YOUR INSTRUCTIONS:
Exactly the lines from the one containing "repository 64232806834b3657" through the end of the data below are to be reproduced, and nothing besides them.

GIVEN DATA:
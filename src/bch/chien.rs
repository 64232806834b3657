use log::{debug, trace};

use crate::error::Uncorrectable;
use crate::gf::gf16::{Gf16, ORDER};

/// Exhaustive root search over alpha^0..alpha^14.
///
/// A locator with `len` coefficients must have exactly `len - 1` distinct
/// nonzero roots; anything else means more errors than the code corrects.
pub fn find_roots(field: &Gf16, locator: &[u8]) -> Result<Vec<u8>, Uncorrectable> {
    let expected = locator.len().saturating_sub(1);
    let mut roots = Vec::with_capacity(expected);
    if expected == 0 {
        return Ok(roots);
    }

    for j in 0..ORDER {
        let x = field.alpha_pow(j);
        if field.eval_msb_first(locator, x) == 0 {
            trace!("locator root alpha^{j}");
            roots.push(x);
            if roots.len() == expected {
                return Ok(roots);
            }
        }
    }

    debug!("error locator expects {expected} roots, found {}", roots.len());
    Err(Uncorrectable::RootCountMismatch { expected, found: roots.len() })
}

/// Bit positions named by the roots.
pub fn offsets(field: &Gf16, roots: &[u8]) -> Vec<u8> {
    roots.iter().map(|&r| field.log(r)).collect()
}

/// Flip the bits at `offsets`.
pub fn correct(received: u16, offsets: &[u8]) -> u16 {
    offsets.iter().fold(received, |w, &o| w ^ (1 << o))
}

RESPONSE AREA:
repository 64232806834b3657
use log::{debug, trace};

use crate::error::Uncorrectable;
use crate::gf::gf16::{Gf16, ORDER};

/// Exhaustive root search over alpha^0..alpha^14.
///
/// A locator with `len` coefficients must have exactly `len - 1` distinct
/// nonzero roots; anything else means more errors than the code corrects.
pub fn find_roots(field: &Gf16, locator: &[u8]) -> Result<Vec<u8>, Uncorrectable> {
    let expected = locator.len().saturating_sub(1);
    let mut roots = Vec::with_capacity(expected);
    if expected == 0 {
        return Ok(roots);
    }

    for j in 0..ORDER {
        let x = field.alpha_pow(j);
        if field.eval_msb_first(locator, x) == 0 {
            trace!("locator root alpha^{j}");
            roots.push(x);
            if roots.len() == expected {
                return Ok(roots);
            }
        }
    }

    debug!("error locator expects {expected} roots, found {}", roots.len());
    Err(Uncorrectable::RootCountMismatch { expected, found: roots.len() })
}

/// Bit positions named by the roots.
pub fn offsets(field: &Gf16, roots: &[u8]) -> Vec<u8> {
    roots.iter().map(|&r| field.log(r)).collect()
}

/// Flip the bits at `offsets`.
pub fn correct(received: u16, offsets: &[u8]) -> u16 {
    offsets.iter().fold(received, |w, &o| w ^ (1 << o))
}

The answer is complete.